- PROVIDED MATERIAL -
//! WebSocket event types and serialization
//!
//! Server events go over the wire as `{"event": <name>, "data": {...}}`. Assignment
//! events carry the department id in their name (`customerAssigned:3`) so a client
//! scoped to several departments can subscribe per department.

use livedesk_shared::{ConnectionId, DepartmentId, Role, UserId};
use serde::{Deserialize, Serialize, Serializer};
use serde_json::{json, Value};

// =============================================================================
// Client-to-Server Events
// =============================================================================

/// Events sent from client to server
#[derive(Debug, Deserialize)]
#[serde(tag = "type", rename_all = "snake_case")]
pub enum ClientEvent {
    /// Heartbeat ping to keep connection alive
    Ping,
}

// =============================================================================
// Server-to-Client Events
// =============================================================================

/// Events sent from server to client
#[derive(Debug, Clone, PartialEq, Eq)]
pub enum ServerEvent {
    /// Connection registered
    Connected {
        connection_id: ConnectionId,
        role: Role,
    },

    /// A customer with an unresolved chat came back online (to the agent)
    CustomerOnline { customer_id: UserId },

    /// A new chat was created for this customer (to the agent)
    CustomerAssigned {
        department_id: DepartmentId,
        customer_id: UserId,
    },

    /// A new chat was created with this agent (to the customer)
    AgentAssigned {
        department_id: DepartmentId,
        agent_id: UserId,
    },

    /// Heartbeat response
    Pong,

    /// Error message
    Error { message: String },
}

impl ServerEvent {
    /// Wire name of the event
    pub fn name(&self) -> String {
        match self {
            ServerEvent::Connected { .. } => "connected".to_string(),
            ServerEvent::CustomerOnline { .. } => "customerOnline".to_string(),
            ServerEvent::CustomerAssigned { department_id, .. } => {
                format!("customerAssigned:{department_id}")
            }
            ServerEvent::AgentAssigned { department_id, .. } => {
                format!("agentAssigned:{department_id}")
            }
            ServerEvent::Pong => "pong".to_string(),
            ServerEvent::Error { .. } => "error".to_string(),
        }
    }

    fn data(&self) -> Value {
        match self {
            ServerEvent::Connected {
                connection_id,
                role,
            } => json!({ "connection_id": connection_id, "role": role }),
            ServerEvent::CustomerOnline { customer_id }
            | ServerEvent::CustomerAssigned { customer_id, .. } => {
                json!({ "customer_id": customer_id })
            }
            ServerEvent::AgentAssigned { agent_id, .. } => json!({ "agent_id": agent_id }),
            ServerEvent::Pong => json!({}),
            ServerEvent::Error { message } => json!({ "message": message }),
        }
    }
}

/// Wire representation of a server event
#[derive(Debug, Serialize)]
pub struct EventEnvelope {
    pub event: String,
    pub data: Value,
}

impl From<&ServerEvent> for EventEnvelope {
    fn from(event: &ServerEvent) -> Self {
        Self {
            event: event.name(),
            data: event.data(),
        }
    }
}

impl Serialize for ServerEvent {
    fn serialize<S: Serializer>(&self, serializer: S) -> Result<S::Ok, S::Error> {
        EventEnvelope::from(self).serialize(serializer)
    }
}

#[cfg(test)]
#[allow(clippy::unwrap_used)]
mod tests {
    use super::*;

    #[test]
    fn test_client_event_deserialization() {
        let event: ClientEvent = serde_json::from_str(r#"{"type":"ping"}"#).unwrap();
        assert!(matches!(event, ClientEvent::Ping));

        assert!(serde_json::from_str::<ClientEvent>(r#"{"type":"subscribe"}"#).is_err());
    }

    #[test]
    fn test_department_scoped_event_names() {
        let assigned = ServerEvent::CustomerAssigned {
            department_id: DepartmentId(3),
            customer_id: UserId(42),
        };
        assert_eq!(assigned.name(), "customerAssigned:3");

        let agent = ServerEvent::AgentAssigned {
            department_id: DepartmentId(3),
            agent_id: UserId(7),
        };
        assert_eq!(agent.name(), "agentAssigned:3");

        let online = ServerEvent::CustomerOnline {
            customer_id: UserId(42),
        };
        assert_eq!(online.name(), "customerOnline");
    }

    #[test]
    fn test_server_event_serialization() {
        let event = ServerEvent::AgentAssigned {
            department_id: DepartmentId(3),
            agent_id: UserId(7),
        };
        let json: Value = serde_json::to_value(&event).unwrap();
        assert_eq!(json, json!({ "event": "agentAssigned:3", "data": { "agent_id": 7 } }));

        let json = serde_json::to_string(&ServerEvent::Pong).unwrap();
        assert_eq!(json, r#"{"event":"pong","data":{}}"#);
    }

    #[test]
    fn test_error_event_serialization() {
        let event = ServerEvent::Error {
            message: "Test error".to_string(),
        };
        let json = serde_json::to_string(&event).unwrap();
        assert!(json.contains("error"));
        assert!(json.contains("Test error"));
    }
}
use std::env;
use std::fs;
use std::io::Cursor;
use std::path::{Path, PathBuf};

use anyhow::{Context, Result};
use base64::engine::general_purpose::STANDARD as BASE64;
use base64::Engine as _;
use forward_contracts::entries::{EntrySequence, GeneratedEntry, ORIGINAL_LABEL};
use forward_contracts::errors::{GenerationError, UploadError};
use forward_contracts::events::EventLog;
use forward_contracts::summary::{write_summary, RunSummary};
use image::{Rgb, RgbImage};
use reqwest::blocking::{Client as HttpClient, Response as HttpResponse};
use serde_json::{json, Map, Value};
use sha2::{Digest, Sha256};

pub mod collage;

pub const GEMINI_IMAGE_MODEL: &str = "gemini-2.5-flash-image";

const SUPPORTED_MIME_TYPES: [&str; 3] = ["image/png", "image/jpeg", "image/webp"];
const DRYRUN_PORTRAIT_SIZE: u32 = 512;

/// The uploaded photo, encoded once per run and reused for every year.
#[derive(Debug, Clone)]
pub struct EncodedImage {
    pub base64: String,
    pub mime_type: String,
}

pub fn mime_for_path(path: &Path) -> Option<&'static str> {
    let ext = path.extension()?.to_str()?.to_ascii_lowercase();
    match ext.as_str() {
        "png" => Some("image/png"),
        "jpg" | "jpeg" => Some("image/jpeg"),
        "webp" => Some("image/webp"),
        "gif" => Some("image/gif"),
        "bmp" => Some("image/bmp"),
        "tif" | "tiff" => Some("image/tiff"),
        _ => None,
    }
}

/// Gate an upload before a run touches it: the file must exist and its
/// declared type must be on the allow-list.
pub fn validate_upload(path: &Path) -> Result<&'static str, UploadError> {
    if !path.is_file() {
        return Err(UploadError::MissingImage(path.display().to_string()));
    }
    let declared = mime_for_path(path).ok_or_else(|| {
        let ext = path
            .extension()
            .and_then(|ext| ext.to_str())
            .unwrap_or("unknown");
        UploadError::UnsupportedFormat(ext.to_string())
    })?;
    if !SUPPORTED_MIME_TYPES.contains(&declared) {
        return Err(UploadError::UnsupportedFormat(declared.to_string()));
    }
    Ok(declared)
}

/// Read the upload and produce its base64 content, no `data:` prefix.
pub fn encode_image_file(path: &Path) -> Result<EncodedImage, UploadError> {
    let mime_type = validate_upload(path)?;
    let bytes =
        fs::read(path).map_err(|err| UploadError::UnreadableFile(err.to_string()))?;
    if bytes.is_empty() {
        return Err(UploadError::EmptyPayload);
    }
    Ok(EncodedImage {
        base64: BASE64.encode(&bytes),
        mime_type: mime_type.to_string(),
    })
}

/// Split a `data:` URI into its decoded bytes and MIME type.
pub fn decode_data_uri(value: &str) -> Result<(Vec<u8>, String)> {
    let (meta, payload) = value
        .split_once(',')
        .ok_or_else(|| anyhow::anyhow!("invalid data URI image payload"))?;
    let mime = meta
        .trim()
        .strip_prefix("data:")
        .and_then(|rest| rest.split(';').next())
        .map(str::trim)
        .filter(|item| !item.is_empty())
        .unwrap_or("image/png")
        .to_string();
    let bytes = BASE64
        .decode(payload.trim().as_bytes())
        .context("data URI base64 decode failed")?;
    Ok((bytes, mime))
}

/// Prompt sent with every per-year call. Aging severity is tied to the year
/// so consecutive years read as one progressive timeline.
pub fn aging_prompt(year: &str) -> String {
    format!(
        "Your task is to generate a new photorealistic portrait that shows what the person in \
         the original photo might look like in the year {year}. It is crucial that the aging \
         process is realistic and progressive. For the year {year}, introduce appropriate signs \
         of aging such as fine lines, deeper wrinkles around the eyes and mouth, subtle changes \
         in skin elasticity, and some graying of the hair. The signs of aging should be more \
         pronounced than they would be for an earlier year and less pronounced than for a later \
         year. Keep the person's core facial structure and identity intact. The background \
         should be neutral (like a plain studio backdrop) and their clothing should be simple \
         and professional (like a suit), to keep the focus on the person's face. The final \
         output must be a high-quality, realistic photograph."
    )
}
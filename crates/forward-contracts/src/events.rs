use std::fs::OpenOptions;
use std::io::Write;
use std::path::{Path, PathBuf};
use std::sync::{Arc, Mutex};

use chrono::{SecondsFormat, Utc};
use serde_json::{Map, Value};

use crate::entries::GeneratedEntry;

pub type EventPayload = Map<String, Value>;

/// Append-only writer for a run's `events.jsonl`.
///
/// Every state transition the orchestrator applies is mirrored here, one
/// compact JSON object per line, so anything watching the run directory sees
/// entries flip in the same order the run applied them. Defaults are `event`,
/// `run_id`, `ts`; the caller payload is merged last and may override them.
#[derive(Debug, Clone)]
pub struct EventLog {
    inner: Arc<EventLogInner>,
}

#[derive(Debug)]
struct EventLogInner {
    path: PathBuf,
    run_id: String,
    lock: Mutex<()>,
}

impl EventLog {
    pub fn new(path: impl Into<PathBuf>, run_id: impl Into<String>) -> Self {
        Self {
            inner: Arc::new(EventLogInner {
                path: path.into(),
                run_id: run_id.into(),
                lock: Mutex::new(()),
            }),
        }
    }

    pub fn path(&self) -> &Path {
        &self.inner.path
    }

    pub fn run_id(&self) -> &str {
        &self.inner.run_id
    }

    pub fn emit(&self, event: &str, payload: EventPayload) -> anyhow::Result<Value> {
        let mut record = Map::new();
        record.insert("event".to_string(), Value::String(event.to_string()));
        record.insert(
            "run_id".to_string(),
            Value::String(self.inner.run_id.clone()),
        );
        record.insert("ts".to_string(), Value::String(now_utc_iso()));
        for (key, value) in payload {
            record.insert(key, value);
        }

        if let Some(parent) = self.inner.path.parent() {
            std::fs::create_dir_all(parent)?;
        }

        let line = serde_json::to_string(&record)?;
        let _guard = self
            .inner
            .lock
            .lock()
            .map_err(|_| anyhow::anyhow!("event log lock poisoned"))?;
        let mut file = OpenOptions::new()
            .create(true)
            .append(true)
            .open(&self.inner.path)?;
        file.write_all(line.as_bytes())?;
        file.write_all(b"\n")?;

        Ok(Value::Object(record))
    }

    /// Emit one `entry_status_changed` line for an entry that just flipped.
    /// Image payloads are never written to the log, only the status and, for
    /// failures, the message.
    pub fn emit_entry_status(&self, entry: &GeneratedEntry) -> anyhow::Result<Value> {
        let mut payload = EventPayload::new();
        payload.insert(
            "label".to_string(),
            Value::String(entry.label.clone()),
        );
        payload.insert(
            "status".to_string(),
            Value::String(entry.status.as_str().to_string()),
        );
        if let Some(message) = entry.error_message.as_deref() {
            payload.insert("error".to_string(), Value::String(message.to_string()));
        }
        if let Some(path) = entry.artifact_path.as_deref() {
            payload.insert(
                "artifact_path".to_string(),
                Value::String(path.to_string()),
            );
        }
        self.emit("entry_status_changed", payload)
    }
}

fn now_utc_iso() -> String {
    Utc::now().to_rfc3339_opts(SecondsFormat::Micros, false)
}

#[cfg(test)]
mod tests {
    use std::fs;

    use chrono::DateTime;

    use crate::entries::EntrySequence;

    use super::*;

    #[test]
    fn emit_writes_one_compact_line() -> anyhow::Result<()> {
        let temp = tempfile::tempdir()?;
        let path = temp.path().join("events.jsonl");
        let log = EventLog::new(&path, "run-42");

        let mut payload = EventPayload::new();
        payload.insert(
            "out_dir".to_string(),
            Value::String("/tmp/run".to_string()),
        );
        let emitted = log.emit("run_started", payload)?;

        let content = fs::read_to_string(&path)?;
        let line = content.lines().next().unwrap_or("");
        let parsed: Value = serde_json::from_str(line)?;

        assert_eq!(parsed, emitted);
        assert_eq!(parsed["event"], Value::String("run_started".to_string()));
        assert_eq!(parsed["run_id"], Value::String("run-42".to_string()));
        assert_eq!(parsed["out_dir"], Value::String("/tmp/run".to_string()));

        let ts = parsed["ts"].as_str().unwrap_or("");
        DateTime::parse_from_rfc3339(ts)?;
        Ok(())
    }

    #[test]
    fn emit_appends_in_order() -> anyhow::Result<()> {
        let temp = tempfile::tempdir()?;
        let path = temp.path().join("events.jsonl");
        let log = EventLog::new(&path, "run-42");

        log.emit("run_started", EventPayload::new())?;
        log.emit("run_settled", EventPayload::new())?;

        let content = fs::read_to_string(&path)?;
        let lines: Vec<&str> = content.lines().collect();
        assert_eq!(lines.len(), 2);

        let first: Value = serde_json::from_str(lines[0])?;
        let second: Value = serde_json::from_str(lines[1])?;
        assert_eq!(first["event"], Value::String("run_started".to_string()));
        assert_eq!(second["event"], Value::String("run_settled".to_string()));
        Ok(())
    }

    #[test]
    fn entry_status_line_carries_message_but_never_pixels() -> anyhow::Result<()> {
        let temp = tempfile::tempdir()?;
        let path = temp.path().join("events.jsonl");
        let log = EventLog::new(&path, "run-42");

        let mut sequence =
            EntrySequence::seed("photo.jpg", &["2035".to_string(), "2045".to_string()]);
        sequence.mark_ready("2035", "data:image/png;base64,AAAA", None);
        sequence.mark_error("2045", "service refused");

        let ready = log.emit_entry_status(sequence.get("2035").unwrap())?;
        assert_eq!(ready["status"], Value::String("ready".to_string()));
        assert!(ready.get("error").is_none());
        assert!(!serde_json::to_string(&ready)?.contains("base64"));

        let failed = log.emit_entry_status(sequence.get("2045").unwrap())?;
        assert_eq!(failed["status"], Value::String("error".to_string()));
        assert_eq!(
            failed["error"],
            Value::String("service refused".to_string())
        );
        Ok(())
    }
}
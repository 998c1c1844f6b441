use std::io::Cursor;
use std::path::{Path, PathBuf};

use ab_glyph::{Font, FontVec, PxScale, ScaleFont};
use anyhow::{Context, Result};
use forward_contracts::entries::{EntrySequence, EntryStatus, GeneratedEntry};
use forward_contracts::errors::CollageError;
use image::imageops::FilterType;
use image::{DynamicImage, ImageFormat, Rgba, RgbaImage};
use imageproc::drawing::draw_text_mut;

use crate::decode_data_uri;

pub const FRAME_WIDTH: u32 = 350;
pub const FRAME_HEIGHT: u32 = 420;
pub const PHOTO_SIZE: u32 = 300;
pub const FRAME_PADDING: u32 = 25;
pub const COLUMNS: u32 = 2;
pub const GRID_GAP: u32 = 50;
pub const TITLE_HEIGHT: u32 = 150;

pub const COLLAGE_FILE_NAME: &str = "future_forward_collage.png";
pub const COLLAGE_TITLE: &str = "Generated with Future Forward";
pub const COLLAGE_BYLINE: &str = "Powered by Google Gemini";

const BACKGROUND: Rgba<u8> = Rgba([255, 251, 240, 255]);
const FRAME_FILL: Rgba<u8> = Rgba([255, 255, 255, 255]);
const INK: Rgba<u8> = Rgba([31, 41, 55, 255]);
const BYLINE_INK: Rgba<u8> = Rgba([107, 114, 128, 255]);

const TITLE_SCALE: f32 = 48.0;
const BYLINE_SCALE: f32 = 24.0;
const CAPTION_SCALE: f32 = 36.0;

const MAX_CANVAS_PIXELS: u64 = 64 * 1024 * 1024;

const FONT_CANDIDATES: [&str; 8] = [
    "/usr/share/fonts/truetype/dejavu/DejaVuSans-Bold.ttf",
    "/usr/share/fonts/truetype/dejavu/DejaVuSans.ttf",
    "/usr/share/fonts/truetype/liberation/LiberationSans-Bold.ttf",
    "/usr/share/fonts/truetype/liberation/LiberationSans-Regular.ttf",
    "/usr/share/fonts/TTF/DejaVuSans.ttf",
    "/usr/share/fonts/truetype/freefont/FreeSansBold.ttf",
    "/System/Library/Fonts/Supplemental/Arial.ttf",
    "/Library/Fonts/Arial Unicode.ttf",
];

/// Fixed-grid dimensions for a collage over `count` ready entries.
#[derive(Debug, Clone, Copy, PartialEq, Eq)]
pub struct CollageLayout {
    pub columns: u32,
    pub rows: u32,
    pub width: u32,
    pub height: u32,
}

pub fn layout(count: usize) -> CollageLayout {
    let rows = (count as u32).div_ceil(COLUMNS);
    CollageLayout {
        columns: COLUMNS,
        rows,
        width: COLUMNS * FRAME_WIDTH + (COLUMNS + 1) * GRID_GAP,
        height: rows * FRAME_HEIGHT + (rows + 1) * GRID_GAP + TITLE_HEIGHT,
    }
}

fn frame_origin(index: usize) -> (u32, u32) {
    let row = index as u32 / COLUMNS;
    let col = index as u32 % COLUMNS;
    (
        GRID_GAP + col * (FRAME_WIDTH + GRID_GAP),
        TITLE_HEIGHT + GRID_GAP + row * (FRAME_HEIGHT + GRID_GAP),
    )
}

fn within_raster_cap(layout: &CollageLayout) -> bool {
    (layout.width as u64) * (layout.height as u64) <= MAX_CANVAS_PIXELS
}

/// Compose the polaroid grid over every `ready` entry of the sequence.
///
/// All sources are decoded before the first draw call; one unreadable source
/// aborts the whole composition rather than leaving a half-drawn grid.
/// Captions are best-effort: the first system face that parses is used, and
/// with no face at all the grid still renders, captionless.
pub fn compose_collage(sequence: &EntrySequence) -> Result<RgbaImage, CollageError> {
    let ready: Vec<&GeneratedEntry> = sequence
        .iter()
        .filter(|entry| entry.status == EntryStatus::Ready && entry.image_url.is_some())
        .collect();
    if ready.is_empty() {
        return Err(CollageError::NoContent);
    }

    let mut photos = Vec::with_capacity(ready.len());
    for entry in &ready {
        let photo = load_entry_image(entry).map_err(|cause| CollageError::ImageLoad {
            label: entry.label.clone(),
            cause,
        })?;
        photos.push(photo);
    }

    let layout = layout(ready.len());
    if !within_raster_cap(&layout) {
        return Err(CollageError::CanvasUnavailable(format!(
            "{}x{} exceeds the raster cap",
            layout.width, layout.height
        )));
    }
    let mut canvas = RgbaImage::from_pixel(layout.width, layout.height, BACKGROUND);

    let font = load_display_font();
    if let Some(font) = font.as_ref() {
        draw_centered_text(
            &mut canvas,
            INK,
            layout.width / 2,
            GRID_GAP,
            PxScale::from(TITLE_SCALE),
            font,
            COLLAGE_TITLE,
        );
        draw_centered_text(
            &mut canvas,
            BYLINE_INK,
            layout.width / 2,
            GRID_GAP + 60,
            PxScale::from(BYLINE_SCALE),
            font,
            COLLAGE_BYLINE,
        );
    }

    for (index, (entry, photo)) in ready.iter().zip(&photos).enumerate() {
        let (x, y) = frame_origin(index);
        draw_frame_shadow(&mut canvas, x, y);
        fill_rect(&mut canvas, x, y, FRAME_WIDTH, FRAME_HEIGHT, FRAME_FILL);

        let inset = square_photo(photo);
        image::imageops::overlay(
            &mut canvas,
            &inset,
            (x + FRAME_PADDING) as i64,
            (y + FRAME_PADDING) as i64,
        );

        if let Some(font) = font.as_ref() {
            // caption sits centered in the band below the photo
            let band_top = y + FRAME_PADDING + PHOTO_SIZE;
            let caption_y = band_top + (FRAME_HEIGHT - FRAME_PADDING - PHOTO_SIZE) / 2
                - CAPTION_SCALE as u32 / 2;
            draw_centered_text(
                &mut canvas,
                INK,
                x + FRAME_WIDTH / 2,
                caption_y,
                PxScale::from(CAPTION_SCALE),
                font,
                &entry.label,
            );
        }
    }

    Ok(canvas)
}

/// Encode a composed canvas as PNG bytes.
pub fn encode_collage_png(canvas: &RgbaImage) -> Result<Vec<u8>, CollageError> {
    let mut buffer = Cursor::new(Vec::new());
    canvas
        .write_to(&mut buffer, ImageFormat::Png)
        .map_err(|err| CollageError::CanvasUnavailable(err.to_string()))?;
    Ok(buffer.into_inner())
}

/// Compose and write the collage PNG under its deterministic name.
pub fn write_collage(sequence: &EntrySequence, out_path: &Path) -> Result<()> {
    let canvas = compose_collage(sequence)?;
    let bytes = encode_collage_png(&canvas)?;
    std::fs::write(out_path, bytes)
        .with_context(|| format!("failed writing collage to {}", out_path.display()))?;
    Ok(())
}

fn load_entry_image(entry: &GeneratedEntry) -> Result<DynamicImage, String> {
    let url = entry.image_url.as_deref().unwrap_or_default();
    if url.starts_with("data:") {
        let (bytes, _mime) = decode_data_uri(url).map_err(|err| format!("{err:#}"))?;
        image::load_from_memory(&bytes).map_err(|err| err.to_string())
    } else {
        image::open(Path::new(url)).map_err(|err| err.to_string())
    }
}

/// Center-crop to a square, then scale to the polaroid inset.
fn square_photo(photo: &DynamicImage) -> RgbaImage {
    let side = photo.width().min(photo.height()).max(1);
    let x = (photo.width() - side) / 2;
    let y = (photo.height() - side) / 2;
    photo
        .crop_imm(x, y, side, side)
        .resize_exact(PHOTO_SIZE, PHOTO_SIZE, FilterType::Lanczos3)
        .to_rgba8()
}

fn draw_frame_shadow(canvas: &mut RgbaImage, x: u32, y: u32) {
    // three translucent rings stand in for a blurred shadow, offset downward
    let rings: [(i64, u8); 3] = [(12, 14), (7, 22), (3, 34)];
    for (spread, alpha) in rings {
        blend_rect(
            canvas,
            x as i64 - spread,
            y as i64 + 5 - spread,
            FRAME_WIDTH as i64 + 2 * spread,
            FRAME_HEIGHT as i64 + 2 * spread,
            alpha,
        );
    }
}

fn fill_rect(canvas: &mut RgbaImage, x: u32, y: u32, width: u32, height: u32, color: Rgba<u8>) {
    for dy in 0..height {
        for dx in 0..width {
            let px = x + dx;
            let py = y + dy;
            if px < canvas.width() && py < canvas.height() {
                canvas.put_pixel(px, py, color);
            }
        }
    }
}

fn blend_rect(canvas: &mut RgbaImage, x: i64, y: i64, width: i64, height: i64, alpha: u8) {
    let a = alpha as f32 / 255.0;
    for dy in 0..height {
        for dx in 0..width {
            let px = x + dx;
            let py = y + dy;
            if px < 0 || py < 0 || px >= canvas.width() as i64 || py >= canvas.height() as i64 {
                continue;
            }
            let pixel = canvas.get_pixel_mut(px as u32, py as u32);
            let r = (pixel[0] as f32 * (1.0 - a)) as u8;
            let g = (pixel[1] as f32 * (1.0 - a)) as u8;
            let b = (pixel[2] as f32 * (1.0 - a)) as u8;
            *pixel = Rgba([r, g, b, 255]);
        }
    }
}

/// Best-effort display face: an explicit `FORWARD_COLLAGE_FONT` first, then
/// common system locations.
fn load_display_font() -> Option<FontVec> {
    let mut candidates: Vec<PathBuf> = Vec::new();
    if let Ok(configured) = std::env::var("FORWARD_COLLAGE_FONT") {
        let configured = configured.trim();
        if !configured.is_empty() {
            candidates.push(PathBuf::from(configured));
        }
    }
    candidates.extend(FONT_CANDIDATES.iter().map(PathBuf::from));

    for candidate in candidates {
        if let Ok(bytes) = std::fs::read(&candidate) {
            if let Ok(font) = FontVec::try_from_vec(bytes) {
                return Some(font);
            }
        }
    }
    None
}

fn draw_centered_text(
    canvas: &mut RgbaImage,
    color: Rgba<u8>,
    center_x: u32,
    top_y: u32,
    scale: PxScale,
    font: &FontVec,
    text: &str,
) {
    let width = measure_text_width(font, scale, text);
    let x = (center_x as f32 - width / 2.0).max(0.0) as i32;
    draw_text_mut(canvas, color, x, top_y as i32, scale, font, text);
}

fn measure_text_width(font: &FontVec, scale: PxScale, text: &str) -> f32 {
    let scaled = font.as_scaled(scale);
    let mut width = 0.0f32;
    let mut prev = None;
    for ch in text.chars() {
        let glyph_id = scaled.glyph_id(ch);
        if let Some(prev_id) = prev {
            width += scaled.kern(prev_id, glyph_id);
        }
        width += scaled.h_advance(glyph_id);
        prev = Some(glyph_id);
    }
    width
}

- BRIEF -
Give the number of lines in the material above that include the string "this", with no further text.

- EXERCISE SOLUTION -
2